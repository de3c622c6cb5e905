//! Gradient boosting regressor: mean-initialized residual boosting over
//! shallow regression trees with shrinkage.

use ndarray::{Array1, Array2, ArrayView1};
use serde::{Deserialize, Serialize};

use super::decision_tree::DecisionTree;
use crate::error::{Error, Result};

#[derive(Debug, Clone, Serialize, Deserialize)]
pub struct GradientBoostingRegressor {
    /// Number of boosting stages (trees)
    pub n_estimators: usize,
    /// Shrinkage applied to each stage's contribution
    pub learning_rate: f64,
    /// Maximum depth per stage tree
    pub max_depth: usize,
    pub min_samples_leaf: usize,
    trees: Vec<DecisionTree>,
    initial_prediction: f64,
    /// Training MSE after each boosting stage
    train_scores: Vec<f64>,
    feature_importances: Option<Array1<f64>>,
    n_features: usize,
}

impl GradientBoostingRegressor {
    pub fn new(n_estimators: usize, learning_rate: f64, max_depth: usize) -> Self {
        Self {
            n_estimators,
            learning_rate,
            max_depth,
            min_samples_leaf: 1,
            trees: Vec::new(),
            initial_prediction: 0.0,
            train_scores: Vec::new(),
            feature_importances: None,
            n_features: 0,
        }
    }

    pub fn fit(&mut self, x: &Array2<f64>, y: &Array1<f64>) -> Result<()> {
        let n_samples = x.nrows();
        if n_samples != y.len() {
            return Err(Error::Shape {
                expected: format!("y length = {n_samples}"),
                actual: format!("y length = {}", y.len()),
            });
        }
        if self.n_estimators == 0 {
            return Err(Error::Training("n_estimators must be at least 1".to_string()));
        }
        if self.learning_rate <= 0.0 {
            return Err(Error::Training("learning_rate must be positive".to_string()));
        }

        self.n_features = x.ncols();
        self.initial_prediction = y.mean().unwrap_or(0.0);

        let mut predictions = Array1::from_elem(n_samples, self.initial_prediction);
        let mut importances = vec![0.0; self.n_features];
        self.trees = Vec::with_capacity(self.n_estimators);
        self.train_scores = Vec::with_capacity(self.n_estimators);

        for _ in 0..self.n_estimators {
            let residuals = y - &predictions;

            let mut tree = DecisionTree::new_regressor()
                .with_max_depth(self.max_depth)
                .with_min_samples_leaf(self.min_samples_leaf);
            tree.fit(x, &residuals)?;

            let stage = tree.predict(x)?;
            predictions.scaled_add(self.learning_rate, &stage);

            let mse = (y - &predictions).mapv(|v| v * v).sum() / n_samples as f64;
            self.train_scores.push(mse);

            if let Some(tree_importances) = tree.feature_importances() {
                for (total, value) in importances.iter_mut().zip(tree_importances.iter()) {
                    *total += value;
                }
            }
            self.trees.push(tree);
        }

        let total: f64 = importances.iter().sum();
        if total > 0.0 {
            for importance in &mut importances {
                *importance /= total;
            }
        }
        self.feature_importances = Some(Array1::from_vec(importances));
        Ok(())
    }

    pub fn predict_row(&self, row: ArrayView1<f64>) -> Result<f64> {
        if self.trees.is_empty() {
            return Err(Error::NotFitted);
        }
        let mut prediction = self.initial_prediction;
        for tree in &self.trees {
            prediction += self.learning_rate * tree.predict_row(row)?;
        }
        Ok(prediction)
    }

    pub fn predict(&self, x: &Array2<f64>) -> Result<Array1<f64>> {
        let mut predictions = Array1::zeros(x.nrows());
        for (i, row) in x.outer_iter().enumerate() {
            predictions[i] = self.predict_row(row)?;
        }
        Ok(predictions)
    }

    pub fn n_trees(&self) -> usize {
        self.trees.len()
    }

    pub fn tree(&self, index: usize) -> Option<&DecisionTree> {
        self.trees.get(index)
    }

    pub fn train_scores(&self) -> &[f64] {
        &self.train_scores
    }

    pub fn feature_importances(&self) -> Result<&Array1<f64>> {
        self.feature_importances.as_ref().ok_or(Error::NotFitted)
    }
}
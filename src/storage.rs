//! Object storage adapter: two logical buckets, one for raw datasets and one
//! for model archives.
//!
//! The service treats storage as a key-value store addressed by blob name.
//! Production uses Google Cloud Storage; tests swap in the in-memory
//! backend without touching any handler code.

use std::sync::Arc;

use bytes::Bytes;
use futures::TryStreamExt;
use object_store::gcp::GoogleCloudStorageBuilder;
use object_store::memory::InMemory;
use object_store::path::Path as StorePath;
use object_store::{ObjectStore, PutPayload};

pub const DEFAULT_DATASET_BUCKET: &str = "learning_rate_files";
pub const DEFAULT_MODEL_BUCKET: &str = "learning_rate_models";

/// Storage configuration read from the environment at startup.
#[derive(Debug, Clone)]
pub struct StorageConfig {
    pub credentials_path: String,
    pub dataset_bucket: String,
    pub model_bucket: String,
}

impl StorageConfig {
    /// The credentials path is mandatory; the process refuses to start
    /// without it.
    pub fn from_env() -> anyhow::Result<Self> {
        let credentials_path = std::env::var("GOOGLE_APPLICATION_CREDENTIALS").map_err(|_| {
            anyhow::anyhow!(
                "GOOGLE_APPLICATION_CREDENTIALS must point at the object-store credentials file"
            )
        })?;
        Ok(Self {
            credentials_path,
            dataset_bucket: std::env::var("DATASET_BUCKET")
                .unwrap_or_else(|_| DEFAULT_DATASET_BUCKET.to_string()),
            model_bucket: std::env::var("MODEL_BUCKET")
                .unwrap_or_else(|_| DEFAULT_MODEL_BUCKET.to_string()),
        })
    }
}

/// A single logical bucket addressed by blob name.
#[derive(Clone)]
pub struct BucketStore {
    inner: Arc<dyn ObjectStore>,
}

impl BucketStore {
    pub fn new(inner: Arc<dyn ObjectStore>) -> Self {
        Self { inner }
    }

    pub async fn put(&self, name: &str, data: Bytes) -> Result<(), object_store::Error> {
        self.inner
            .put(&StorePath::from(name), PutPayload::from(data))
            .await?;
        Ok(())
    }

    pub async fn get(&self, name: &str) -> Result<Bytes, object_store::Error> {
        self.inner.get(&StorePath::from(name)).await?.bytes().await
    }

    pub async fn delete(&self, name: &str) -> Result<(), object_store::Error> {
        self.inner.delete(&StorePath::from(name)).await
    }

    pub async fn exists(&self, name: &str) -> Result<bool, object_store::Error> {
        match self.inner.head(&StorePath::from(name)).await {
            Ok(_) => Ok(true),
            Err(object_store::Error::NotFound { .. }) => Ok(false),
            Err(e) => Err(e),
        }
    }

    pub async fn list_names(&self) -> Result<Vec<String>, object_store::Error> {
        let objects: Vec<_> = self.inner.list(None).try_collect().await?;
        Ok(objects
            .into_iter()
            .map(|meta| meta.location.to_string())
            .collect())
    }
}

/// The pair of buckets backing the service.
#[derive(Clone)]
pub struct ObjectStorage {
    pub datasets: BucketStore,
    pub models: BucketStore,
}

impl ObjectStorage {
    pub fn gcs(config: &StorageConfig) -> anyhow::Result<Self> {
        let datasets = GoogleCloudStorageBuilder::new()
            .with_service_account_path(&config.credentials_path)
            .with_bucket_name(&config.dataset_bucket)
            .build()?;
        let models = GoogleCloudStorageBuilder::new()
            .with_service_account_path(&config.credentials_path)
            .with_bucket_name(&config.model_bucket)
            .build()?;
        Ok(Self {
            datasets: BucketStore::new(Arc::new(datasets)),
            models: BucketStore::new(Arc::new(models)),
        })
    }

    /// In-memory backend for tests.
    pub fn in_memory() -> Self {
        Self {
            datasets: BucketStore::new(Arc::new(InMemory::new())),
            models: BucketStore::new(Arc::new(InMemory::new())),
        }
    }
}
================
- **Work task**
Please tally the lines of the entries that contain the string "must" and reply with the count alone.

- **Task answer**
3